NP-Hard Introduction: The Subset Sum Problem

Introduction

The Subset Sum Problem is a fundamental number problem that serves as an excellent example of NP-completeness. Unlike the graph problems we’ve explored (Clique, Independent Set, Vertex Cover), Subset Sum deals with numbers and arithmetic, providing a different perspective on NP-completeness. It’s particularly interesting because it has a pseudo-polynomial time dynamic programming solution, making it a great example of the distinction between weakly NP-complete and strongly NP-complete problems.

What is Subset Sum?

The Subset Sum Problem asks: Given a set of integers and a target sum, does there exist a subset whose elements sum to exactly the target?

Problem Definition

Subset Sum Decision Problem:

Input:

A set of integers S = {a_1, a_2, …, a_n}
A target integer t

Output: YES if there exists a subset S’ subseteq S such that ∑_{a_i ∈ S’} a_i = t, NO otherwise

Subset Sum Optimization Problem:

Input: A set of integers S = {a_1, a_2, …, a_n} and target t

Output: The maximum sum ≤ t achievable by any subset, or the subset itself

Example

Consider the set S = {3, 34, 4, 12, 5, 2} and target t = 9.

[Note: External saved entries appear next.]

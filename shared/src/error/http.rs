//! HTTP status code mapping for error codes

use super::codes::ErrorCode;
use http::StatusCode;

impl ErrorCode {
    /// Get the appropriate HTTP status code for this error code
    pub fn http_status(&self) -> StatusCode {
        match self {
            Self::Success => StatusCode::OK,

            Self::NotFound => StatusCode::NOT_FOUND,
            Self::NotAuthenticated => StatusCode::UNAUTHORIZED,

            Self::PermissionDenied => StatusCode::FORBIDDEN,

            Self::FileTooLarge => StatusCode::PAYLOAD_TOO_LARGE,
            Self::UnsupportedFileFormat => StatusCode::UNSUPPORTED_MEDIA_TYPE,

            // Transient errors, client can retry
            Self::NetworkError
            | Self::TimeoutError
            | Self::CategoryLoadFailed
            | Self::FileStorageFailed
            | Self::DescriptionGenerationFailed => StatusCode::SERVICE_UNAVAILABLE,

            Self::InternalError | Self::ConfigError | Self::Unknown => {
                StatusCode::INTERNAL_SERVER_ERROR
            }

            // Validation and business errors
            _ => StatusCode::BAD_REQUEST,
        }
    }
}
//! Shared types for the catalog admin workspace
//!
//! Wire models, error codes and response envelopes used by both the
//! HTTP client and the product editor.

pub mod error;
pub mod models;
pub mod response;

// Re-exports
pub use serde::{Deserialize, Serialize};

pub use response::{ApiEnvelope, STATUS_SUCCESS};
impl ProductEditor {
    /// Create an editor without loading categories
    pub fn new(config: EditorConfig, services: EditorServices, initial: Arc<ProductDraft>) -> Self {
        Self {
            config,
            services,
            categories: RwLock::new(Arc::new(Vec::new())),
            state: Mutex::new(EditorState {
                form: FormState::new(initial),
                upload: UploadState::default(),
            }),
            progress: ProgressTracker::new(),
            busy: AtomicUsize::new(0),
        }
    }

    /// Create an editor and load the category tree once
    ///
    /// A failed category fetch is logged and leaves the tree empty; the
    /// form stays usable.
    pub async fn mount(
        config: EditorConfig,
        services: EditorServices,
        initial: Arc<ProductDraft>,
    ) -> Self {
        let editor = Self::new(config, services, initial);
        if let Err(e) = editor.refresh_categories().await {
            tracing::warn!(error = %e, "Category tree unavailable, continuing without it");
        }
        editor
    }

    pub fn config(&self) -> &EditorConfig {
        &self.config
    }

    /// Whether any remote call is running
    pub fn is_busy(&self) -> bool {
        self.busy.load(Ordering::SeqCst) > 0
    }

    // ========== Categories ==========

    /// Fetch the category tree; returns the number of nodes loaded
    pub async fn refresh_categories(&self) -> EditorResult<usize> {
        let _busy = BusyGuard::enter(&self.busy);
        let tree = self
            .services
            .categories
            .fetch_categories()
            .await
            .map_err(EditorError::Categories)?;

        let count = count_nodes(&tree);
        *self.categories.write() = Arc::new(tree);
        tracing::info!(categories = count, "Category tree loaded");
        Ok(count)
    }

    pub fn categories(&self) -> Arc<Vec<Category>> {
        self.categories.read().clone()
    }

    pub fn category_options(&self) -> Vec<CategoryOption> {
        flatten_with(&self.categories(), &self.config.indent_unit)
    }

    // ========== Draft ==========

    pub fn values(&self) -> ProductDraft {
        self.state.lock().form.values().clone()
    }

    pub fn get(&self, name: &str) -> Option<Value> {
        self.state.lock().form.get(name).cloned()
    }

    pub fn revision(&self) -> u64 {
        self.state.lock().form.revision()
    }

    pub fn generation(&self) -> u64 {
        self.state.lock().form.generation()
    }

    /// Field-level change from a control
    pub fn set_field(&self, name: &str, value: Value) {
        self.state.lock().form.set_field(name, value);
    }

    pub fn merge(&self, partial: ProductDraft) {
        self.state.lock().form.merge(partial);
    }

    pub fn update<F>(&self, updater: F)
    where
        F: FnOnce(&ProductDraft) -> ProductDraft,
    {
        self.state.lock().form.update(updater);
    }

    pub fn replace(&self, draft: ProductDraft) {
        self.state.lock().form.replace(draft);
    }

    /// Re-seed the draft when the initial data changed identity
    pub fn sync_initial(&self, initial: &Arc<ProductDraft>) -> bool {
        let replaced = self.state.lock().form.sync_initial(initial);
        if replaced {
            tracing::debug!("Draft re-seeded from new initial data");
        }
        replaced
    }

    /// Controls to render, bound to the current draft
    pub fn controls(&self) -> Vec<FieldControl> {
        let category_options: Vec<SelectOption> = self
            .category_options()
            .into_iter()
            .map(|o| SelectOption::new(o.value.to_string(), o.label))
            .collect();
        let draft = self.values();

        product_form_controls()
            .into_iter()
            .map(|definition| {
                let options = if definition.is_category_select() {
                    category_options.clone()
                } else {
                    definition.options.clone()
                };
                FieldControl {
                    value: draft.get(definition.name).cloned().unwrap_or(Value::Null),
                    ai_action: definition.has_ai_action(),
                    options,
                    definition,
                }
            })
            .collect()
    }

    pub fn submit_label(&self) -> &'static str {
        submission::submit_label(self.state.lock().form.values())
    }

    // ========== Thumbnail ==========

    /// Accept a file for upload; a rejected file changes nothing
    pub fn select_thumbnail(&self, file: MediaFile) -> Result<(), UploadError> {
        if let Err(e) = validate_selection(&file, &self.config.upload) {
            tracing::warn!(file = %file.name, size = file.size(), error = %e, "Thumbnail rejected");
            return Err(e);
        }
        tracing::debug!(file = %file.name, size = file.size(), "Thumbnail selected");
        self.state.lock().upload.select(file);
        self.progress.reset();
        Ok(())
    }

    pub fn pending_thumbnail(&self) -> Option<Arc<MediaFile>> {
        self.state.lock().upload.pending().cloned()
    }

    pub fn upload_phase(&self) -> UploadPhase {
        self.state.lock().upload.phase()
    }

    /// Upload the pending file and attach its reference as `thumbnail`
    ///
    /// On failure `thumbnail` is left as it was. Progress is back at 0 once
    /// the last running upload settles, whatever the outcome, including
    /// when this future is dropped before completing.
    pub async fn upload_thumbnail(&self) -> EditorResult<String> {
        let (file, generation, first) = {
            let mut state = self.state.lock();
            let file = state.upload.begin()?;
            (file, state.form.generation(), state.upload.in_flight() == 1)
        };
        let mut guard = UploadGuard {
            state: &self.state,
            progress: &self.progress,
            file: Arc::clone(&file),
            retain: self.config.upload.retain_pending_on_failure,
            armed: true,
        };

        let _busy = BusyGuard::enter(&self.busy);
        if first {
            self.progress.reset();
        }
        tracing::info!(file = %file.name, size = file.size(), "Uploading thumbnail");

        let sent = self
            .services
            .uploader
            .upload(&file, self.progress.callback())
            .await;
        let outcome = match sent {
            Ok(receipt) => resolve_receipt(receipt),
            Err(e) => Err(UploadError::Transport(e)),
        };

        let (result, idle) = {
            let mut state = self.state.lock();
            match outcome {
                Ok(reference) => {
                    match state
                        .form
                        .set_field_if_current(generation, THUMBNAIL, reference.clone())
                    {
                        Ok(_) => {
                            let idle = guard.settle(&mut state, true);
                            (Ok(reference), idle)
                        }
                        Err(current) => {
                            let idle = guard.settle(&mut state, false);
                            let stale = EditorError::StaleDraft {
                                started: generation,
                                current,
                            };
                            (Err(stale), idle)
                        }
                    }
                }
                Err(e) => {
                    let idle = guard.settle(&mut state, false);
                    (Err(EditorError::Upload(e)), idle)
                }
            }
        };
        if idle {
            self.progress.reset();
        }

        match &result {
            Ok(reference) => tracing::info!(reference = %reference, "Thumbnail uploaded"),
            Err(e) => tracing::error!(file = %file.name, error = %e, "Thumbnail upload failed"),
        }
        result
    }

    /// Clear the attached thumbnail and any pending file
    pub fn remove_thumbnail(&self) {
        let mut state = self.state.lock();
        state.form.set_field(THUMBNAIL, "");
        state.upload.clear();
    }

    /// Drop the selected file, keeping an attached thumbnail
    pub fn discard_selection(&self) {
        self.state.lock().upload.clear();
        self.progress.reset();
    }

    pub fn progress(&self) -> u8 {
        self.progress.current()
    }

    pub fn subscribe_progress(&self) -> watch::Receiver<u8> {
        self.progress.subscribe()
    }

    // ========== AI description ==========

    /// Generate a description for the current draft and write it
    ///
    /// If the draft is replaced while the generator runs, the text is
    /// discarded and [`EditorError::StaleDraft`] is returned.
    pub async fn generate_description(&self) -> EditorResult<String> {
        let tree = self.categories();
        let (request, generation) = {
            let state = self.state.lock();
            let request = assistant::build_request(state.form.values(), &tree);
            (request, state.form.generation())
        };

        let _busy = BusyGuard::enter(&self.busy);
        tracing::info!(category = %request.category, "Generating description");

        let text = self
            .services
            .generator
            .generate(&request)
            .await
            .map_err(GenerationError::Transport)
            .and_then(assistant::accept_description)
            .inspect_err(|e| tracing::error!(error = %e, "Description generation failed"))?;

        let written = self
            .state
            .lock()
            .form
            .set_field_if_current(generation, DESCRIPTION, text.clone());
        match written {
            Ok(_) => Ok(text),
            Err(current) => {
                tracing::warn!(started = generation, current, "Discarding stale description");
                Err(EditorError::StaleDraft {
                    started: generation,
                    current,
                })
            }
        }
    }

    // ========== Submission ==========

    /// Validate the draft and dispatch create or update
    ///
    /// Validation failures dispatch nothing. Navigation follows the
    /// configured [`NavigationPolicy`].
    pub async fn submit(&self) -> EditorResult<Submission> {
        let prepared = {
            let state = self.state.lock();
            submission::prepare(state.form.values(), state.upload.has_pending())
        };
        let dispatch =
            prepared.inspect_err(|e| tracing::warn!(error = %e, "Submission rejected"))?;

        tracing::info!(update = dispatch.is_update(), "Submitting product");
        let route = self.config.listing_route.clone();

        match self.config.navigation {
            NavigationPolicy::AfterConfirmation => {
                let _busy = BusyGuard::enter(&self.busy);
                let saved = run_dispatch(self.services.products.as_ref(), &dispatch)
                    .await
                    .map_err(EditorError::Dispatch)
                    .inspect_err(|e| tracing::error!(error = %e, "Failed to save product"))?;
                self.services.navigator.navigate(&route);
                Ok(Submission::Confirmed(saved))
            }
            NavigationPolicy::AfterDispatch => {
                let products = Arc::clone(&self.services.products);
                let handle = tokio::spawn(async move {
                    let saved = run_dispatch(products.as_ref(), &dispatch).await;
                    if let Err(e) = &saved {
                        tracing::error!(error = %e, "Failed to save product");
                    }
                    saved
                });
                self.services.navigator.navigate(&route);
                Ok(Submission::InFlight(handle))
            }
        }
    }
}
//! Editor error types
//!
//! Display strings are the messages shown to the operator; every variant
//! also maps to a [`ErrorCode`] so it can be surfaced as an [`AppError`].

use catalog_client::ClientError;
use shared::error::{AppError, ErrorCategory, ErrorCode};
use thiserror::Error;

/// Submission rejected before anything was dispatched
#[derive(Debug, Clone, PartialEq, Eq, Error)]
pub enum ValidationError {
    /// Required fields that are absent or falsy, in check order
    #[error("All fields required")]
    MissingFields(Vec<String>),

    #[error("Price, stock, and discount price cannot be negative")]
    Negative { field: String },

    #[error("{field} must be a number, got '{value}'")]
    NotANumber { field: String, value: String },

    /// A file is selected but its upload has not attached a thumbnail
    #[error("Please upload the thumbnail first.")]
    ThumbnailNotUploaded,
}

impl ValidationError {
    pub fn error_code(&self) -> ErrorCode {
        match self {
            Self::MissingFields(_) => ErrorCode::RequiredField,
            Self::Negative { .. } => ErrorCode::ProductInvalidPrice,
            Self::NotANumber { .. } => ErrorCode::InvalidFormat,
            Self::ThumbnailNotUploaded => ErrorCode::ThumbnailNotUploaded,
        }
    }
}

/// Thumbnail selection or upload failure
#[derive(Debug, Error)]
pub enum UploadError {
    #[error("Please select a valid image file")]
    UnsupportedMediaType(String),

    #[error("File size should be less than 5MB")]
    FileTooLarge { size: usize, max: usize },

    #[error("Please select a thumbnail image first")]
    NoFileSelected,

    /// Upload answered with a non-success status
    #[error("Failed to upload thumbnail: {0}")]
    Rejected(String),

    /// Upload succeeded but reported no reference to attach
    #[error("Failed to upload thumbnail: no reference returned")]
    MissingReference,

    #[error("Failed to upload thumbnail. Please try again.")]
    Transport(#[source] ClientError),
}

impl UploadError {
    pub fn error_code(&self) -> ErrorCode {
        match self {
            Self::UnsupportedMediaType(_) => ErrorCode::UnsupportedFileFormat,
            Self::FileTooLarge { .. } => ErrorCode::FileTooLarge,
            Self::NoFileSelected => ErrorCode::NoFileProvided,
            Self::Rejected(_) | Self::MissingReference | Self::Transport(_) => {
                ErrorCode::FileStorageFailed
            }
        }
    }
}

/// AI description failure
#[derive(Debug, Error)]
pub enum GenerationError {
    #[error("Failed to generate AI description")]
    Transport(#[source] ClientError),

    #[error("Failed to generate AI description: empty response")]
    EmptyDescription,
}

impl GenerationError {
    pub fn error_code(&self) -> ErrorCode {
        ErrorCode::DescriptionGenerationFailed
    }
}

/// Product editor error
#[derive(Debug, Error)]
pub enum EditorError {
    #[error(transparent)]
    Validation(#[from] ValidationError),

    #[error(transparent)]
    Upload(#[from] UploadError),

    #[error(transparent)]
    Generation(#[from] GenerationError),

    #[error("Failed to load categories")]
    Categories(#[source] ClientError),

    /// Create or update call failed
    #[error("Failed to save product: {0}")]
    Dispatch(#[source] ClientError),

    /// An async result arrived after the draft was replaced
    #[error("Draft was replaced while the operation was running")]
    StaleDraft { started: u64, current: u64 },
}

impl EditorError {
    pub fn error_code(&self) -> ErrorCode {
        match self {
            Self::Validation(e) => e.error_code(),
            Self::Upload(e) => e.error_code(),
            Self::Generation(e) => e.error_code(),
            Self::Categories(_) => ErrorCode::CategoryLoadFailed,
            Self::Dispatch(e) => e.error_code(),
            Self::StaleDraft { .. } => ErrorCode::InvalidRequest,
        }
    }
}

impl From<EditorError> for AppError {
    fn from(err: EditorError) -> Self {
        let app = AppError::with_message(err.error_code(), err.to_string());
        match err {
            EditorError::Validation(ValidationError::MissingFields(fields)) => {
                app.with_detail("fields", fields)
            }
            EditorError::Validation(ValidationError::Negative { field })
            | EditorError::Validation(ValidationError::NotANumber { field, .. }) => {
                app.with_detail("field", field)
            }
            EditorError::Upload(UploadError::FileTooLarge { size, max }) => app
                .with_detail("size", size as u64)
                .with_detail("max", max as u64),
            _ => app,
        }
    }
}

/// Result type for editor operations
pub type EditorResult<T> = Result<T, EditorError>;

/// Classify a command failure for reporting
///
/// Editor, upload and client errors keep their codes; anything else is an
/// internal error carrying its full context chain.
pub fn report(err: anyhow::Error) -> AppError {
    let err = match err.downcast::<EditorError>() {
        Ok(e) => return e.into(),
        Err(err) => err,
    };
    let err = match err.downcast::<UploadError>() {
        Ok(e) => return EditorError::Upload(e).into(),
        Err(err) => err,
    };
    match err.downcast::<ClientError>() {
        Ok(e) => e.into(),
        Err(err) => AppError::with_message(ErrorCode::InternalError, format!("{err:#}")),
    }
}

/// Process exit status for a reported failure
pub fn exit_status(err: &AppError) -> u8 {
    match err.code.category() {
        ErrorCategory::General | ErrorCategory::Product => 2,
        ErrorCategory::Media | ErrorCategory::Assistant => 3,
        ErrorCategory::Auth | ErrorCategory::Permission => 4,
        ErrorCategory::System => 1,
    }
}

#[cfg(test)]
mod tests {
    use super::*;

    #[test]
    fn test_validation_codes() {
        assert_eq!(
            ValidationError::MissingFields(vec!["title".into()]).error_code(),
            ErrorCode::RequiredField
        );
        assert_eq!(
            ValidationError::Negative { field: "price".into() }.error_code(),
            ErrorCode::ProductInvalidPrice
        );
        assert_eq!(
            ValidationError::ThumbnailNotUploaded.to_string(),
            "Please upload the thumbnail first."
        );
    }

    #[test]
    fn test_upload_codes() {
        let err = UploadError::FileTooLarge { size: 6, max: 5 };
        assert_eq!(err.error_code(), ErrorCode::FileTooLarge);
        assert_eq!(err.to_string(), "File size should be less than 5MB");
        assert_eq!(
            UploadError::NoFileSelected.error_code(),
            ErrorCode::NoFileProvided
        );
        assert_eq!(
            UploadError::Transport(ClientError::Unauthorized).error_code(),
            ErrorCode::FileStorageFailed
        );
    }

    #[test]
    fn test_dispatch_uses_client_code() {
        let err = EditorError::Dispatch(ClientError::NotFound("p1".into()));
        assert_eq!(err.error_code(), ErrorCode::NotFound);
    }

    #[test]
    fn test_into_app_error_keeps_fields() {
        let err: EditorError =
            ValidationError::MissingFields(vec!["title".into(), "price".into()]).into();
        let app: AppError = err.into();
        assert_eq!(app.code, ErrorCode::RequiredField);
        assert_eq!(app.message, "All fields required");
        let details = app.details.unwrap();
        assert_eq!(details["fields"], serde_json::json!(["title", "price"]));
    }

    #[test]
    fn test_report_keeps_codes() {
        let app = report(EditorError::from(ValidationError::ThumbnailNotUploaded).into());
        assert_eq!(app.code, ErrorCode::ThumbnailNotUploaded);
        assert_eq!(exit_status(&app), 3);

        let app = report(UploadError::FileTooLarge { size: 9, max: 5 }.into());
        assert_eq!(app.code, ErrorCode::FileTooLarge);
        assert_eq!(app.http_status().as_u16(), 413);
        assert_eq!(app.details.unwrap()["max"], 5);

        let app = report(ClientError::Unauthorized.into());
        assert_eq!(app.code, ErrorCode::NotAuthenticated);
        assert_eq!(exit_status(&app), 4);
    }

    #[test]
    fn test_report_other_errors_as_internal() {
        let err = anyhow::anyhow!("disk gone").context("failed to read draft.json");
        let app = report(err);
        assert_eq!(app.code, ErrorCode::InternalError);
        assert_eq!(app.message, "failed to read draft.json: disk gone");
        assert_eq!(exit_status(&app), 1);

        let missing: EditorError = ValidationError::MissingFields(vec!["title".into()]).into();
        assert_eq!(exit_status(&report(missing.into())), 2);
    }

    #[test]
    fn test_generation_message() {
        let err: EditorError = GenerationError::EmptyDescription.into();
        assert_eq!(err.error_code(), ErrorCode::DescriptionGenerationFailed);
    }
}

Subset {4, 5} sums to 4 + 5 = 9 ✓
Subset {3, 4, 2} sums to 3 + 4 + 2 = 9 ✓
Subset {12} sums to 12 > 9 ✗
Subset {3, 5} sums to 8 < 9 ✗

So the answer is YES - there exists a subset that sums to exactly 9.

Visual Example

For S = {2, 3, 7, 8, 10} and t = 11:

Try {2, 3, 7} = 12 (too large)
Try {3, 8} = 11 ✓ (found it!)
Try {2, 3, 6} (6 not in set)
Try {11} (11 not in set)

Answer: YES, subset {3, 8} sums to 11.

Why Subset Sum is in NP

To show that Subset Sum is NP-complete, we first need to show it’s in NP.

Subset Sum ∈ NP:

Given a candidate solution (a subset S’), we can verify in polynomial time:

Check that S’ subseteq S: O(n) time
Sum the elements: O(n) time
Check if sum equals t: O(1) time

Total verification time: O(n), which is polynomial in the input size. Therefore, Subset Sum is in NP.

NP-Completeness: Reduction from Partition

The most common proof that Subset Sum is NP-complete reduces from the Partition Problem.

Partition Problem

Partition Problem:

Input: A set of integers A = {a_1, a_2, …, a_n}
Output: YES if A can be partitioned into two subsets with equal sum, NO otherwise

Partition is known to be NP-complete (can be proven by reduction from 3-SAT or Subset Sum itself).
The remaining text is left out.